Background and motivation
Orders appear everywhere - at least as far as mathematics and related areas, such as computer science, are concerned. The first order that one typically meets in primary school mathematical education is the order ≤ of natural
numbers. This intuitive concept is easily extended to orderings of other sets of numbers, such as the integers and the
reals. Indeed the idea of being greater or smaller than another number is one of the basic
intuitions of number systems in general (although one usually is also interested in the actual difference of two numbers, which is not given by the order). Another familiar example of an ordering is the
lexicographic order of words in a dictionary.
The above types of orders have a special property: each element can be compared to any other element, i.e. it is either
greater, smaller, or equal. However, this is not always a desired requirement. For example, consider the subset ordering of sets. If a set A contains all the elements of a set
B, then B is said to be smaller than or equal to A. Yet there are some sets that cannot be related in this
fashion. Whenever both contain some elements that are not in the other, the two sets are not related by subset-inclusion. Hence,
subset-inclusion is only a partial order, as opposed to the
total orders given before.
Order theory captures the intuition of orders that arises from such examples in a general setting. This is achieved by
specifying properties that a relation ≤ must have to be a mathematical order.

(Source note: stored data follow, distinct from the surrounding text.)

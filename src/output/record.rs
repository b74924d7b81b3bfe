// 该文件是 yolov8-trt 项目的一部分。
// src/output/record.rs - 检测结果记录
//
// 本文件根据 Apache 许可证第 2.0 版（以下简称“许可证”）授权使用；
// 除非遵守该许可证条款，否则您不得使用本文件。
// 您可通过以下网址获取许可证副本：
// http://www.apache.org/licenses/LICENSE-2.0
// 除非适用法律要求或书面同意，根据本许可协议分发的软件均按“原样”提供，
// 不附带任何形式的明示或暗示的保证或条件。
// 有关许可权限与限制的具体条款，请参阅本许可协议。
//
// Copyright (C) 2026 Johann Li <me@qinka.pro>, Wareless Group

use std::{
  path::{Path, PathBuf},
  sync::Mutex,
};

use tracing::info;

use crate::model::DetectResult;

/// 检测结果记录器，`output` 为标注图像的保存路径（未保存时为 None）
pub trait Record {
  fn record(&self, result: &DetectResult, output: Option<&Path>) -> std::io::Result<()>;
}

/// 以一行日志输出 JSON 形式的检测结果
#[derive(Debug, Default, Clone, Copy)]
pub struct TracingRecord;

impl Record for TracingRecord {
  fn record(&self, result: &DetectResult, output: Option<&Path>) -> std::io::Result<()> {
    match output {
      Some(path) => info!(output = %path.display(), "{}", result),
      None => info!("{}", result),
    }
    Ok(())
  }
}

/// 在标注图像旁写入同名 `.txt` 文件，每行一个目标
#[derive(Debug, Default, Clone, Copy)]
pub struct TextFileRecord {
  pub label_with_name: bool,
}

impl Record for TextFileRecord {
  fn record(&self, result: &DetectResult, output: Option<&Path>) -> std::io::Result<()> {
    let Some(path) = output else {
      return Ok(());
    };

    let records: Vec<String> = result
      .iter()
      .map(|item| {
        let name = if self.label_with_name {
          item.label.clone()
        } else {
          item.class_id.to_string()
        };
        format!(
          "{}, {:.4}, {:.1}, {:.1}, {:.1}, {:.1}",
          name, item.score, item.bbox.x, item.bbox.y, item.bbox.width, item.bbox.height
        )
      })
      .collect();
    std::fs::write(path.with_extension("txt"), records.join("\n"))
  }
}

/// 同时交给多个记录器
impl<A: Record, B: Record> Record for (A, B) {
  fn record(&self, result: &DetectResult, output: Option<&Path>) -> std::io::Result<()> {
    self.0.record(result, output)?;
    self.1.record(result, output)
  }
}

/// 保存在内存中的记录，便于检查
#[derive(Debug, Default)]
pub struct MemoryRecord {
  records: Mutex<Vec<(DetectResult, Option<PathBuf>)>>,
}

impl MemoryRecord {
  pub fn new() -> Self {
    Self::default()
  }

  pub fn take(&self) -> Vec<(DetectResult, Option<PathBuf>)> {
    match self.records.lock() {
      Ok(mut records) => std::mem::take(&mut *records),
      Err(poisoned) => std::mem::take(&mut *poisoned.into_inner()),
    }
  }
}

impl Record for MemoryRecord {
  fn record(&self, result: &DetectResult, output: Option<&Path>) -> std::io::Result<()> {
    let entry = (result.clone(), output.map(Path::to_path_buf));
    match self.records.lock() {
      Ok(mut records) => records.push(entry),
      Err(poisoned) => poisoned.into_inner().push(entry),
    }
    Ok(())
  }
}

impl<R: Record + ?Sized> Record for &R {
  fn record(&self, result: &DetectResult, output: Option<&Path>) -> std::io::Result<()> {
    (**self).record(result, output)
  }
}

#[cfg(test)]
mod tests {
  use super::*;
  use crate::model::{BBox, DetectItem};

  fn result() -> DetectResult {
    DetectResult::from(vec![DetectItem {
      class_id: 0,
      label: "person".to_string(),
      score: 0.91,
      bbox: BBox::from_corners(10.0, 10.0, 60.0, 110.0),
    }])
  }

  #[test]
  fn text_record_writes_sidecar() {
    let dir = tempfile::tempdir().unwrap();
    let image_path = dir.path().join("yolov8_detected.png");
    TextFileRecord {
      label_with_name: true,
    }
    .record(&result(), Some(&image_path))
    .unwrap();

    let text = std::fs::read_to_string(dir.path().join("yolov8_detected.txt")).unwrap();
    assert_eq!(text, "person, 0.9100, 10.0, 10.0, 50.0, 100.0");
  }

  #[test]
  fn text_record_uses_class_ids_without_names() {
    let dir = tempfile::tempdir().unwrap();
    let image_path = dir.path().join("yolov8_detected.png");
    let result = DetectResult::from(vec![DetectItem {
      class_id: 16,
      label: "dog".to_string(),
      score: 0.75,
      bbox: BBox::from_corners(0.0, 5.0, 20.0, 25.0),
    }]);
    TextFileRecord {
      label_with_name: false,
    }
    .record(&result, Some(&image_path))
    .unwrap();

    let text = std::fs::read_to_string(dir.path().join("yolov8_detected.txt")).unwrap();
    assert_eq!(text, "16, 0.7500, 0.0, 5.0, 20.0, 20.0");
  }

  #[test]
  fn text_record_without_output_writes_nothing() {
    let dir = tempfile::tempdir().unwrap();
    TextFileRecord::default().record(&result(), None).unwrap();
    assert_eq!(std::fs::read_dir(dir.path()).unwrap().count(), 0);
  }

  #[test]
  fn memory_record_keeps_everything() {
    let memory = MemoryRecord::new();
    let pair = (TracingRecord, &memory);
    pair.record(&result(), None).unwrap();
    pair.record(&result(), Some(Path::new("/tmp/x.png"))).unwrap();

    let records = memory.take();
    assert_eq!(records.len(), 2);
    assert_eq!(records[1].1.as_deref(), Some(Path::new("/tmp/x.png")));
    assert!(memory.take().is_empty());
  }
}
// 该文件是 yolov8-trt 项目的一部分。
// src/model/ort_tensorrt.rs - ONNX Runtime / TensorRT 推理后端
//
// 本文件根据 Apache 许可证第 2.0 版（以下简称“许可证”）授权使用；
// 除非遵守该许可证条款，否则您不得使用本文件。
// 您可通过以下网址获取许可证副本：
// http://www.apache.org/licenses/LICENSE-2.0
// 除非适用法律要求或书面同意，根据本许可协议分发的软件均按“原样”提供，
// 不附带任何形式的明示或暗示的保证或条件。
// 有关许可权限与限制的具体条款，请参阅本许可协议。
//
// Copyright (C) 2026 Johann Li <me@qinka.pro>, Wareless Group

use ndarray::{ArrayD, ArrayView4};
use ort::{
  session::{Session, builder::GraphOptimizationLevel},
  value::TensorRef,
};
use tracing::{debug, info};

use crate::model::{
  criteria::{Criteria, EngineKind},
  engine::{Backend, Engine, EngineError, ExecutionContext},
};

/// 基于 ONNX Runtime 的后端，按推理条件选择 TensorRT / CUDA / CPU 执行
#[derive(Debug, Default, Clone, Copy)]
pub struct OrtBackend;

pub struct OrtEngine {
  session: Session,
  input_name: String,
  output_name: String,
}

pub struct OrtContext<'a> {
  engine: &'a mut OrtEngine,
}

fn load_error(e: impl std::fmt::Display) -> EngineError {
  EngineError::Load(e.to_string())
}

impl Backend for OrtBackend {
  type Engine = OrtEngine;

  fn name(&self) -> &str {
    "OnnxRuntime"
  }

  fn load(&self, criteria: &Criteria, model_data: &[u8]) -> Result<Self::Engine, EngineError> {
    let mut builder = Session::builder()
      .map_err(load_error)?
      .with_optimization_level(GraphOptimizationLevel::Level3)
      .map_err(load_error)?;

    match criteria.engine {
      EngineKind::TensorRT => {
        #[cfg(feature = "tensorrt")]
        {
          info!("使用 TensorRT 执行后端, 设备 {}", criteria.device_id);
          let mut provider = ort::execution_providers::TensorRTExecutionProvider::default()
            .with_device_id(criteria.device_id)
            .with_fp16(criteria.fp16);
          if let Some(dir) = &criteria.engine_cache_dir {
            debug!("TensorRT 引擎缓存目录: {}", dir.display());
            provider = provider
              .with_engine_cache(true)
              .with_engine_cache_path(dir.display().to_string());
          }
          builder = builder
            .with_execution_providers([provider.build().error_on_failure()])
            .map_err(|e| EngineError::Unavailable(e.to_string()))?;
        }
        #[cfg(not(feature = "tensorrt"))]
        return Err(EngineError::Unavailable(
          "未启用 tensorrt 特性".to_string(),
        ));
      }
      EngineKind::Cuda => {
        #[cfg(feature = "cuda")]
        {
          info!("使用 CUDA 执行后端, 设备 {}", criteria.device_id);
          builder = builder
            .with_execution_providers([ort::execution_providers::CUDAExecutionProvider::default()
              .with_device_id(criteria.device_id)
              .build()
              .error_on_failure()])
            .map_err(|e| EngineError::Unavailable(e.to_string()))?;
        }
        #[cfg(not(feature = "cuda"))]
        return Err(EngineError::Unavailable("未启用 cuda 特性".to_string()));
      }
      EngineKind::OnnxRuntime => {
        info!("使用 CPU 执行后端");
      }
    }

    let session = builder.commit_from_memory(model_data).map_err(load_error)?;
    info!("推理会话创建完成");

    Ok(OrtEngine {
      session,
      input_name: criteria.input_name.clone(),
      output_name: criteria.output_name.clone(),
    })
  }
}

impl Engine for OrtEngine {
  type Context<'a> = OrtContext<'a>;

  fn new_context(&mut self) -> Result<Self::Context<'_>, EngineError> {
    Ok(OrtContext { engine: self })
  }
}

impl ExecutionContext for OrtContext<'_> {
  fn forward(&mut self, input: ArrayView4<'_, f32>) -> Result<ArrayD<f32>, EngineError> {
    debug!("输入张量形状: {:?}", input.shape());
    let tensor = TensorRef::from_array_view(input)?;
    let OrtEngine {
      session,
      input_name,
      output_name,
    } = &mut *self.engine;

    let outputs = session.run(ort::inputs![input_name.as_str() => tensor])?;
    let output = outputs
      .get(output_name.as_str())
      .ok_or_else(|| EngineError::Runtime(format!("模型没有输出 {}", output_name)))?
      .try_extract_array::<f32>()?
      .into_owned();
    debug!("输出张量形状: {:?}", output.shape());

    Ok(output)
  }
}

This more abstract approach makes much sense, because one can derive numerous theorems in the general setting, without focusing
on the details of any particular order. These insights can then be readily transferred to many concrete applications.
Driven by the wide practical usage of orders, numerous special kinds of ordered sets have been defined, some of which have
grown to mathematical fields of their own. In addition, order theory does not restrict itself to the various classes of ordering
relations, but also considers appropriate functions between them. A simple
example of an order theoretic property for functions comes from analysis where
monotone functions are found frequently.
Basic definitions
This section introduces ordered sets by building upon the concepts of set theory,
arithmetics, and binary relations.
Partially ordered sets
Orders are special binary relations. Suppose that P is a set and that ≤ is a relation on
P. Then ≤ is a partial order if it is reflexive, antisymmetric, and transitive, i.e., for all
a, b and c in P, we have that:
- a ≤ a (reflexivity)
- if a ≤ b and b ≤ a then a = b (antisymmetry)

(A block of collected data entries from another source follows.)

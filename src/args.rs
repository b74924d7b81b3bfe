// 该文件是 yolov8-trt 项目的一部分。
// src/args.rs - 项目参数配置
//
// 本文件根据 Apache 许可证第 2.0 版（以下简称“许可证”）授权使用；
// 除非遵守该许可证条款，否则您不得使用本文件。
// 您可通过以下网址获取许可证副本：
// http://www.apache.org/licenses/LICENSE-2.0
// 除非适用法律要求或书面同意，根据本许可协议分发的软件均按“原样”提供，
// 不附带任何形式的明示或暗示的保证或条件。
// 有关许可权限与限制的具体条款，请参阅本许可协议。
//
// Copyright (C) 2026 Johann Li <me@qinka.pro>, Wareless Group

use std::{path::PathBuf, sync::Arc};

use clap::Parser;

use crate::model::{
  Criteria, CriteriaBuilder, TracingProgress, TranslatorKind,
  criteria::{
    DEFAULT_INPUT_NAME, DEFAULT_INPUT_SIZE, DEFAULT_NMS_THRESHOLD, DEFAULT_OUTPUT_NAME,
    DEFAULT_THRESHOLD,
  },
};

/// YOLOv8 TensorRT 检测参数，默认值即固定的输入、模型与输出路径
#[derive(Parser, Debug, Clone)]
#[command(author, version, about, long_about = None)]
pub struct Args {
  /// 输入图像路径
  #[arg(long, value_name = "FILE", default_value = crate::DEFAULT_IMAGE_PATH)]
  pub image: PathBuf,

  /// 模型文件路径
  #[arg(long, value_name = "FILE", default_value = crate::DEFAULT_MODEL_PATH)]
  pub model: PathBuf,

  /// 输出目录
  #[arg(long, value_name = "DIR", default_value = crate::DEFAULT_OUTPUT_DIR)]
  pub output_dir: PathBuf,

  /// 输出文件名
  #[arg(long, value_name = "NAME", default_value = crate::DEFAULT_OUTPUT_NAME)]
  pub output_name: String,

  /// 推理引擎: TensorRT, CUDA, OnnxRuntime
  #[arg(long, default_value = "TensorRT", value_name = "ENGINE")]
  pub engine: String,

  /// 模型输入宽度
  #[arg(long, default_value_t = DEFAULT_INPUT_SIZE, value_name = "PIXELS")]
  pub width: u32,

  /// 模型输入高度
  #[arg(long, default_value_t = DEFAULT_INPUT_SIZE, value_name = "PIXELS")]
  pub height: u32,

  /// 置信度阈值 (0.0 - 1.0)
  #[arg(long, default_value_t = DEFAULT_THRESHOLD, value_name = "THRESHOLD")]
  pub threshold: f32,

  /// NMS IOU 阈值 (0.0 - 1.0)
  #[arg(long, default_value_t = DEFAULT_NMS_THRESHOLD, value_name = "THRESHOLD")]
  pub nms_threshold: f32,

  /// 模型输入张量名
  #[arg(long, default_value = DEFAULT_INPUT_NAME, value_name = "NAME")]
  pub model_input: String,

  /// 模型输出张量名
  #[arg(long, default_value = DEFAULT_OUTPUT_NAME, value_name = "NAME")]
  pub model_output: String,

  /// GPU 设备编号
  #[arg(long, default_value_t = 0, value_name = "ID")]
  pub device_id: i32,

  /// TensorRT 引擎缓存目录
  #[arg(long, value_name = "DIR")]
  pub engine_cache: Option<PathBuf>,

  /// 启用 FP16 推理
  #[arg(long)]
  pub fp16: bool,

  /// 同时在输出图像旁写入 .txt 检测记录
  #[arg(long)]
  pub record_text: bool,
}

impl Args {
  /// 按参数构造推理条件，校验在 `build` 时进行
  pub fn criteria(&self) -> CriteriaBuilder {
    let mut builder = Criteria::builder()
      .opt_model_path(&self.model)
      .opt_engine(&self.engine)
      .opt_argument("width", self.width)
      .opt_argument("height", self.height)
      .opt_argument("resize", true)
      .opt_argument("toTensor", true)
      .opt_argument("applyRatio", true)
      .opt_argument("threshold", self.threshold)
      .opt_argument("nmsThreshold", self.nms_threshold)
      .opt_translator(TranslatorKind::YoloV8)
      .opt_input_name(&self.model_input)
      .opt_output_name(&self.model_output)
      .opt_device_id(self.device_id)
      .opt_fp16(self.fp16)
      .opt_progress(Arc::new(TracingProgress::new()));
    if let Some(dir) = &self.engine_cache {
      builder = builder.opt_engine_cache_dir(dir);
    }
    builder
  }
}

#[cfg(test)]
mod tests {
  use super::*;
  use crate::model::criteria::EngineKind;

  #[test]
  fn defaults_match_fixed_constants() {
    let args = Args::parse_from(["yolov8-detection"]);
    assert_eq!(args.image, PathBuf::from("/home/images/group.jpg"));
    assert_eq!(args.model, PathBuf::from("/home/model/yolov8s.engine"));
    assert_eq!(args.output_dir, PathBuf::from("/home/output"));
    assert_eq!(args.output_name, "yolov8_detected.png");

    let criteria = args.criteria().build().unwrap();
    assert_eq!(criteria.engine, EngineKind::TensorRT);
    assert_eq!((criteria.width, criteria.height), (1024, 1024));
    assert!(criteria.resize && criteria.to_tensor && criteria.apply_ratio);
    assert_eq!(criteria.threshold, 0.6);
    assert_eq!(criteria.nms_threshold, 0.45);
    assert_eq!(criteria.input_name, "images");
    assert_eq!(criteria.output_name, "output0");
    assert!(criteria.progress.is_some());
  }

  #[test]
  fn overrides_are_applied() {
    let args = Args::parse_from([
      "yolov8-detection",
      "--engine",
      "OnnxRuntime",
      "--width",
      "640",
      "--height",
      "640",
      "--threshold",
      "0.25",
      "--nms-threshold",
      "0.5",
      "--model-input",
      "input",
      "--model-output",
      "output",
      "--engine-cache",
      "/tmp/trt-cache",
      "--fp16",
    ]);
    let criteria = args.criteria().build().unwrap();
    assert_eq!(criteria.engine, EngineKind::OnnxRuntime);
    assert_eq!((criteria.width, criteria.height), (640, 640));
    assert_eq!(criteria.threshold, 0.25);
    assert_eq!(criteria.nms_threshold, 0.5);
    assert_eq!(criteria.input_name, "input");
    assert_eq!(criteria.output_name, "output");
    assert_eq!(criteria.engine_cache_dir, Some(PathBuf::from("/tmp/trt-cache")));
    assert!(criteria.fp16);
  }
}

- if a ≤ b and b ≤ c then a ≤ c (transitivity)
A set with a partial order on it is called a partially ordered set,
poset, or just an ordered set if the intended meaning is clear. By checking these properties, one immediately sees
that the well-known orders on natural numbers, integers,
rational numbers and reals are all orders in the
above sense. However, they have the additional property of being total, i.e., for all
a and b in P, we have that:
- a ≤ b or b ≤ a (totality)
These orders can also be called linear orders or chains. While many classical orders are linear, the
subset order on sets provides an example where this is not the case.
Another example is given by the divisibility relation "|". For two natural numbers n and m, we write
n|m if n divides m without remainder. One easily sees
that this yields a partial order. The identity relation = on any set is also a partial order in which every two elements are
incomparable. It is also the only relation that is both a partial order and an equivalence
relation. Many advanced properties of posets are mainly interesting for non-linear orders.
Visualizing a poset
Hasse diagram of the set of all divisors of 60, partially ordered by divisibility
Hasse diagrams can visually represent the elements and relations of a partial ordering.
These are graph drawings where the vertices
are the elements of the poset and the ordering relation is indicated by both the edges and
the relative positioning of the vertices. Orders are drawn bottom-up: if an element x is smaller than (preceeds) y
then there exists a path from x to y that is directed upwards. It is often necessary for the edges connecting
elements to cross each other, but elements must never be located within an edge. An instructive exercise is to draw the Hasse
diagram for the set of natural numbers that are smaller than or equal to 13, ordered by | (the divides relation).
Even some infinite sets can be diagrammed by superimposing an ellipsis (...) on a finite
sub-order. This works well for the natural numbers, but it fails for the reals, where there is no immediate successor above 0.
However, quite often one can obtain an intuition related to diagrams of a similar kind.
Special elements within an order
In a partially ordered set there may be some elements that play a special role. The most basic example is given by the
least element of a poset. For example, 1 is the least element of the positive
integers and the empty set is the least set under the subset order. Formally, an element
m is a least element if:
- m ≤ a, for all elements a of the order.
The notation 0 is frequently found for the least element, even when no numbers are concerned. However, in orders on sets of
numbers, this notation might be inappropriate or ambiguous, since the number 0 is not always least. An example is given by the
above divisibility order |, where 1 is the least element since it divides all other numbers. On the other hand, 0 is the number
that is divided by all other numbers. Hence it is the greatest element of the order. Other frequent terms for the least
and greatest elements is bottom and top or zero and unit. Least and greatest elements may fail to exist, as the example of the real numbers shows.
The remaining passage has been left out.